- [GOAL OF THE EXERCISE] Search term "parallel": copy each line of the data containing it.

Dataset entries:
┌────────
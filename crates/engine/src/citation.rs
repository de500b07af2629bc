//! Citation extraction
//!
//! Maps `[n]` markers in a generated answer back to the retrieved
//! candidates the generation step consumed. A marker `[n]` references
//! the n-th context block, which is `retrieved[n-1]`; markers outside
//! that range are ignored.

use serde::{Deserialize, Serialize};
use std::collections::HashSet;
use uuid::Uuid;
use veridoc_retrieval::SearchCandidate;

/// Pointer from an answer back to its supporting source
#[derive(Debug, Clone, Serialize, Deserialize, PartialEq, Eq)]
pub struct Citation {
    pub source_name: String,
    pub page_number: u32,
    pub chunk_id: Uuid,
}

/// Extract ordered, de-duplicated citations from a draft answer.
///
/// Ordering follows first appearance in `retrieved`; duplicate
/// `(source_name, page_number)` pairs collapse to one entry. The output
/// can only reference chunks present in `retrieved`.
pub fn extract(draft_answer: &str, retrieved: &[SearchCandidate]) -> Vec<Citation> {
    let marker = regex_lite::Regex::new(r"\[(\d+)\]").expect("citation marker pattern");

    let mut referenced: HashSet<usize> = HashSet::new();
    for capture in marker.captures_iter(draft_answer) {
        if let Some(m) = capture.get(1) {
            if let Ok(ordinal) = m.as_str().parse::<usize>() {
                if ordinal >= 1 && ordinal <= retrieved.len() {
                    referenced.insert(ordinal);
                }
            }
        }
    }

    let mut seen: HashSet<(&str, u32)> = HashSet::new();
    let mut citations = Vec::new();
    for (idx, candidate) in retrieved.iter().enumerate() {
        if !referenced.contains(&(idx + 1)) {
            continue;
        }
        if seen.insert((candidate.source_name.as_str(), candidate.page_number)) {
            citations.push(Citation {
                source_name: candidate.source_name.clone(),
                page_number: candidate.page_number,
                chunk_id: candidate.chunk_id,
            });
        }
    }

    citations
}
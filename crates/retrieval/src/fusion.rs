//! Weighted-score fusion of vector and keyword results
//!
//! Each branch's scores are max-normalized to [0, 1], then combined as
//! `w * vector + (1 - w) * keyword`. A chunk seen by only one branch
//! keeps that branch's weighted term alone; being single-branch is
//! neither boosted nor penalized beyond the weight itself.

use std::collections::HashMap;
use uuid::Uuid;
use veridoc_common::index::IndexHit;

/// Fused score for one chunk
#[derive(Debug, Clone)]
pub struct FusedScore {
    pub chunk_id: Uuid,
    pub vector_score: Option<f32>,
    pub keyword_score: Option<f32>,
    pub fused_score: f32,
}

/// Divide by the branch maximum; scores at or below zero pass through
fn max_normalize(hits: &[IndexHit]) -> Vec<(Uuid, f32)> {
    let max = hits.iter().map(|h| h.score).fold(0.0f32, f32::max);
    hits.iter()
        .map(|h| {
            let normalized = if max > 0.0 { h.score / max } else { h.score };
            (h.chunk_id, normalized)
        })
        .collect()
}

/// Fuse both branches into one ordered candidate set.
///
/// Ordering is descending by fused score; ties keep insertion order
/// (vector-branch order first, then keyword-only hits in keyword order).
pub fn fuse_scores(
    vector_hits: &[IndexHit],
    keyword_hits: &[IndexHit],
    fusion_weight: f32,
    limit: usize,
) -> Vec<FusedScore> {
    let vector = max_normalize(vector_hits);
    let keyword = max_normalize(keyword_hits);

    let mut fused: Vec<FusedScore> = Vec::with_capacity(vector.len() + keyword.len());
    let mut positions: HashMap<Uuid, usize> = HashMap::new();

    for (chunk_id, score) in vector {
        positions.insert(chunk_id, fused.len());
        fused.push(FusedScore {
            chunk_id,
            vector_score: Some(score),
            keyword_score: None,
            fused_score: 0.0,
        });
    }

    for (chunk_id, score) in keyword {
        match positions.get(&chunk_id) {
            Some(&idx) => fused[idx].keyword_score = Some(score),
            None => {
                positions.insert(chunk_id, fused.len());
                fused.push(FusedScore {
                    chunk_id,
                    vector_score: None,
                    keyword_score: Some(score),
                    fused_score: 0.0,
                });
            }
        }
    }

    for entry in &mut fused {
        let vector_term = entry.vector_score.map(|s| fusion_weight * s).unwrap_or(0.0);
        let keyword_term = entry
            .keyword_score
            .map(|s| (1.0 - fusion_weight) * s)
            .unwrap_or(0.0);
        entry.fused_score = vector_term + keyword_term;
    }

    // Stable sort keeps insertion order on ties
    fused.sort_by(|a, b| {
        b.fused_score
            .partial_cmp(&a.fused_score)
            .unwrap_or(std::cmp::Ordering::Equal)
    });
    fused.truncate(limit);
    fused
}

#[cfg(test)]
mod tests {
    use super::*;

    fn hit(id: u128, score: f32) -> IndexHit {
        IndexHit {
            chunk_id: Uuid::from_u128(id),
            score,
        }
    }

    #[test]
    fn test_both_branch_chunk_outranks_single_branch() {
        // A in both branches at full strength; B vector-only; C keyword-only
        let vector = vec![hit(1, 0.9), hit(2, 0.9)];
        let keyword = vec![hit(1, 12.0), hit(3, 12.0)];

        let fused = fuse_scores(&vector, &keyword, 0.5, 10);

        assert_eq!(fused[0].chunk_id, Uuid::from_u128(1));
        assert!((fused[0].fused_score - 1.0).abs() < 1e-6);
        // Single-branch chunks carry only their weighted term
        assert!((fused[1].fused_score - 0.5).abs() < 1e-6);
        assert!((fused[2].fused_score - 0.5).abs() < 1e-6);
    }

    #[test]
    fn test_fusion_completeness() {
        // X only in vector, Y only in keyword: both must survive fusion
        let vector = vec![hit(10, 0.8)];
        let keyword = vec![hit(20, 5.0)];

        let fused = fuse_scores(&vector, &keyword, 0.6, 10);

        let ids: Vec<Uuid> = fused.iter().map(|f| f.chunk_id).collect();
        assert!(ids.contains(&Uuid::from_u128(10)));
        assert!(ids.contains(&Uuid::from_u128(20)));
    }

    #[test]
    fn test_weight_shifts_single_branch_ranking() {
        let vector = vec![hit(1, 1.0)];
        let keyword = vec![hit(2, 1.0)];

        // Vector-heavy weight favors the vector-only chunk
        let fused = fuse_scores(&vector, &keyword, 0.8, 10);
        assert_eq!(fused[0].chunk_id, Uuid::from_u128(1));

        // Keyword-heavy weight flips the order
        let fused = fuse_scores(&vector, &keyword, 0.2, 10);
        assert_eq!(fused[0].chunk_id, Uuid::from_u128(2));
    }

    #[test]
    fn test_ties_keep_insertion_order() {
        // Same weighted score everywhere: vector branch order wins,
        // keyword-only hits follow in keyword order
        let vector = vec![hit(1, 0.7), hit(2, 0.7)];
        let keyword = vec![hit(3, 3.0), hit(4, 3.0)];

        let fused = fuse_scores(&vector, &keyword, 0.5, 10);
        let ids: Vec<u128> = fused.iter().map(|f| f.chunk_id.as_u128()).collect();
        assert_eq!(ids, vec![1, 2, 3, 4]);
    }

    #[test]
    fn test_normalization_uses_branch_maximum() {
        let vector = vec![hit(1, 0.5), hit(2, 0.25)];
        let fused = fuse_scores(&vector, &[], 1.0, 10);

        assert!((fused[0].vector_score.unwrap() - 1.0).abs() < 1e-6);
        assert!((fused[1].vector_score.unwrap() - 0.5).abs() < 1e-6);
    }

    #[test]
    fn test_truncation() {
        let vector = vec![hit(1, 0.9), hit(2, 0.8), hit(3, 0.7)];
        let fused = fuse_scores(&vector, &[], 1.0, 2);
        assert_eq!(fused.len(), 2);
        assert_eq!(fused[0].chunk_id, Uuid::from_u128(1));
    }

    #[test]
    fn test_empty_branches() {
        assert!(fuse_scores(&[], &[], 0.5, 10).is_empty());
    }
}
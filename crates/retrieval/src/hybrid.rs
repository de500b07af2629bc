//! Hybrid retrieval combining the vector and keyword branches
//!
//! Both branches run in parallel under a deadline. A branch that times
//! out or fails degrades the outcome instead of failing the call, so a
//! query survives on keyword-only or vector-only results.

use crate::fusion::fuse_scores;
use crate::{RetrievalOutcome, RetrievalRequest, SearchCandidate};
use std::ops::Range;
use std::sync::Arc;
use tokio::time::timeout;
use tracing::{debug, warn};
use veridoc_common::capabilities::Embedder;
use veridoc_common::errors::Result;
use veridoc_common::index::{IndexHit, KeywordIndex, VectorIndex};
use veridoc_common::store::{DocumentStore, ParentDocument};

/// Hybrid retriever with parent-context expansion
pub struct HybridRetriever {
    vector: Arc<dyn VectorIndex>,
    keyword: Arc<dyn KeywordIndex>,
    embedder: Arc<dyn Embedder>,
    store: Arc<DocumentStore>,
}

impl HybridRetriever {
    pub fn new(
        vector: Arc<dyn VectorIndex>,
        keyword: Arc<dyn KeywordIndex>,
        embedder: Arc<dyn Embedder>,
        store: Arc<DocumentStore>,
    ) -> Self {
        Self {
            vector,
            keyword,
            embedder,
            store,
        }
    }

    /// Run both branches, fuse, and expand survivors to parent context
    pub async fn retrieve(&self, request: &RetrievalRequest) -> Result<RetrievalOutcome> {
        let vector_branch = async {
            let embedding = self.embedder.embed(&request.query).await?;
            self.vector.query(&embedding, request.top_k_vector).await
        };
        let keyword_branch = self.keyword.query(&request.query, request.top_k_keyword);

        // Execute both searches in parallel, each under its own deadline
        let (vector_result, keyword_result) = tokio::join!(
            timeout(request.branch_timeout, vector_branch),
            timeout(request.branch_timeout, keyword_branch)
        );

        let (vector_hits, vector_degraded) = settle_branch("vector", vector_result);
        let (keyword_hits, keyword_degraded) = settle_branch("keyword", keyword_result);

        let fused = fuse_scores(
            &vector_hits,
            &keyword_hits,
            request.fusion_weight,
            request.top_k_fused,
        );

        debug!(
            vector_hits = vector_hits.len(),
            keyword_hits = keyword_hits.len(),
            fused = fused.len(),
            "Retrieval branches fused"
        );

        let mut candidates = Vec::with_capacity(fused.len());
        for entry in fused {
            // A chunk deleted between index read and store lookup is skipped
            let Some(chunk) = self.store.chunk(entry.chunk_id) else {
                continue;
            };
            let Some(parent) = self.store.parent(chunk.parent_id) else {
                continue;
            };

            let context = expand_parent(&parent, &chunk.char_range, request.max_parent_chars);

            candidates.push(SearchCandidate {
                chunk_id: chunk.id,
                parent_id: chunk.parent_id,
                source_name: chunk.source_name.clone(),
                page_number: chunk.page_number,
                text: chunk.text.clone(),
                context,
                vector_score: entry.vector_score,
                keyword_score: entry.keyword_score,
                fused_score: entry.fused_score,
                rerank_score: None,
            });
        }

        Ok(RetrievalOutcome {
            candidates,
            vector_degraded,
            keyword_degraded,
        })
    }
}

/// Collapse a branch result into (hits, degraded)
fn settle_branch(
    branch: &str,
    result: std::result::Result<Result<Vec<IndexHit>>, tokio::time::error::Elapsed>,
) -> (Vec<IndexHit>, bool) {
    match result {
        Ok(Ok(hits)) => (hits, false),
        Ok(Err(e)) => {
            warn!(branch, error = %e, "Retrieval branch failed, continuing without it");
            (Vec::new(), true)
        }
        Err(_) => {
            warn!(branch, "Retrieval branch timed out, continuing without it");
            (Vec::new(), true)
        }
    }
}

/// Parent excerpt of at most `max_chars` chars centered on the chunk.
/// Parents shorter than the cap come back whole.
fn expand_parent(parent: &ParentDocument, chunk_range: &Range<usize>, max_chars: usize) -> String {
    let len = parent.char_len();
    if len <= max_chars {
        return parent.full_text.clone();
    }

    let center = (chunk_range.start + chunk_range.end) / 2;
    let start = center
        .saturating_sub(max_chars / 2)
        .min(len - max_chars);
    parent.slice_chars(start..start + max_chars)
}

#[cfg(test)]
mod tests {
    use super::*;
    use crate::memory::{InMemoryKeywordIndex, InMemoryVectorIndex};
    use std::time::Duration;
    use uuid::Uuid;
    use veridoc_common::capabilities::mock::BagOfWordsEmbedder;
    use veridoc_common::errors::EngineError;
    use veridoc_common::store::Chunk;

    fn request(query: &str) -> RetrievalRequest {
        RetrievalRequest {
            query: query.to_string(),
            top_k_vector: 5,
            top_k_keyword: 5,
            fusion_weight: 0.5,
            top_k_fused: 10,
            max_parent_chars: 200,
            branch_timeout: Duration::from_millis(500),
        }
    }

    fn store_with_chunks(texts: &[&str]) -> (Arc<DocumentStore>, Vec<Uuid>) {
        let store = Arc::new(DocumentStore::new());
        let full_text = texts.join(" ");
        let parent = ParentDocument::new("corpus.txt", full_text.clone());
        let parent_id = parent.id;

        let mut offset = 0;
        let mut ids = Vec::new();
        let chunks: Vec<Chunk> = texts
            .iter()
            .enumerate()
            .map(|(i, text)| {
                let id = Uuid::new_v5(&parent_id, &(i as u64).to_be_bytes());
                ids.push(id);
                let start = offset;
                offset += text.chars().count() + 1;
                Chunk {
                    id,
                    parent_id,
                    text: text.to_string(),
                    char_range: start..start + text.chars().count(),
                    page_number: 1,
                    source_name: "corpus.txt".into(),
                }
            })
            .collect();

        store.insert_document(parent, chunks);
        (store, ids)
    }

    async fn index_chunks(
        store: &DocumentStore,
        embedder: &BagOfWordsEmbedder,
        vector: &InMemoryVectorIndex,
        keyword: &InMemoryKeywordIndex,
        ids: &[Uuid],
    ) {
        for id in ids {
            let chunk = store.chunk(*id).unwrap();
            let embedding = embedder.embed(&chunk.text).await.unwrap();
            vector.upsert(*id, embedding).await.unwrap();
            keyword.upsert(*id, &chunk.text).await.unwrap();
        }
    }

    #[tokio::test]
    async fn test_rare_term_surfaces_via_keyword_branch() {
        let (store, ids) = store_with_chunks(&[
            "solar panels convert sunlight into electricity",
            "wind turbines harvest kinetic energy",
            "the zygomaticus muscle controls smiling",
        ]);
        let embedder = Arc::new(BagOfWordsEmbedder::new(64));
        let vector = Arc::new(InMemoryVectorIndex::new());
        let keyword = Arc::new(InMemoryKeywordIndex::new());
        index_chunks(&store, &embedder, &vector, &keyword, &ids).await;

        let retriever = HybridRetriever::new(vector, keyword, embedder, store);
        let outcome = retriever.retrieve(&request("zygomaticus")).await.unwrap();

        assert!(!outcome.vector_degraded);
        assert!(!outcome.keyword_degraded);
        assert!(outcome
            .candidates
            .iter()
            .any(|c| c.chunk_id == ids[2]), "rare term chunk must appear in fused set");
    }

    #[tokio::test]
    async fn test_expansion_respects_cap() {
        let long_text = "word ".repeat(500);
        let (store, ids) = store_with_chunks(&[long_text.trim()]);
        let embedder = Arc::new(BagOfWordsEmbedder::new(64));
        let vector = Arc::new(InMemoryVectorIndex::new());
        let keyword = Arc::new(InMemoryKeywordIndex::new());
        index_chunks(&store, &embedder, &vector, &keyword, &ids).await;

        let retriever = HybridRetriever::new(vector, keyword, embedder, store);
        let outcome = retriever.retrieve(&request("word")).await.unwrap();

        for candidate in &outcome.candidates {
            assert!(candidate.context.chars().count() <= 200);
        }
    }

    #[tokio::test]
    async fn test_short_parent_returned_whole() {
        let (store, ids) = store_with_chunks(&["tiny document"]);
        let embedder = Arc::new(BagOfWordsEmbedder::new(64));
        let vector = Arc::new(InMemoryVectorIndex::new());
        let keyword = Arc::new(InMemoryKeywordIndex::new());
        index_chunks(&store, &embedder, &vector, &keyword, &ids).await;

        let retriever = HybridRetriever::new(vector, keyword, embedder, store);
        let outcome = retriever.retrieve(&request("tiny")).await.unwrap();

        assert_eq!(outcome.candidates[0].context, "tiny document");
    }

    struct FailingVectorIndex;

    #[async_trait::async_trait]
    impl VectorIndex for FailingVectorIndex {
        async fn query(&self, _embedding: &[f32], _k: usize) -> Result<Vec<IndexHit>> {
            Err(EngineError::IndexUnavailable {
                index: "vector".into(),
                message: "down".into(),
            })
        }
        async fn upsert(&self, _chunk_id: Uuid, _embedding: Vec<f32>) -> Result<()> {
            Ok(())
        }
        async fn delete(&self, _chunk_id: Uuid) -> Result<()> {
            Ok(())
        }
    }

    #[tokio::test]
    async fn test_failed_branch_degrades_not_fails() {
        let (store, ids) = store_with_chunks(&["solar panels convert sunlight"]);
        let embedder = Arc::new(BagOfWordsEmbedder::new(64));
        let keyword = Arc::new(InMemoryKeywordIndex::new());
        for id in &ids {
            let chunk = store.chunk(*id).unwrap();
            keyword.upsert(*id, &chunk.text).await.unwrap();
        }

        let retriever =
            HybridRetriever::new(Arc::new(FailingVectorIndex), keyword, embedder, store);
        let outcome = retriever.retrieve(&request("solar")).await.unwrap();

        assert!(outcome.vector_degraded);
        assert!(!outcome.keyword_degraded);
        assert!(!outcome.candidates.is_empty(), "keyword branch alone still answers");
        assert!(outcome.candidates[0].vector_score.is_none());
        assert!(outcome.candidates[0].keyword_score.is_some());
    }

    #[test]
    fn test_expand_parent_window_math() {
        let parent = ParentDocument::new("t", "0123456789".repeat(10)); // 100 chars
        // Chunk centered at char 50, cap 20 -> window [40, 60)
        let excerpt = expand_parent(&parent, &(45..55), 20);
        assert_eq!(excerpt.chars().count(), 20);
        assert_eq!(excerpt, parent.slice_chars(40..60));

        // Chunk at the very end: window clamps to the tail
        let excerpt = expand_parent(&parent, &(95..100), 20);
        assert_eq!(excerpt, parent.slice_chars(80..100));
    }
}
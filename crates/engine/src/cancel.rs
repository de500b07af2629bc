//! Cooperative cancellation token
//!
//! Checked by the agent at every state-transition checkpoint, never
//! mid-external-call.

use std::sync::atomic::{AtomicBool, Ordering};
use std::sync::Arc;

/// Clonable cancellation token wrapping an `AtomicBool`
#[derive(Debug, Clone, Default)]
pub struct CancellationToken {
    cancelled: Arc<AtomicBool>,
}

impl CancellationToken {
    /// Create a new token (not cancelled)
    pub fn new() -> Self {
        Self::default()
    }

    /// Check whether cancellation has been requested
    pub fn is_cancelled(&self) -> bool {
        self.cancelled.load(Ordering::Relaxed)
    }

    /// Request cancellation
    pub fn cancel(&self) {
        self.cancelled.store(true, Ordering::Relaxed);
    }
}

#[cfg(test)]
mod tests {
    use super::*;

    #[test]
    fn test_cancel_visible_through_clones() {
        let token = CancellationToken::new();
        let clone = token.clone();
        assert!(!clone.is_cancelled());

        token.cancel();
        assert!(clone.is_cancelled());
    }
}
└────────
- [RESPONSE AREA]
//! Both branches run in parallel under a deadline. A branch that times
        // Execute both searches in parallel, each under its own deadline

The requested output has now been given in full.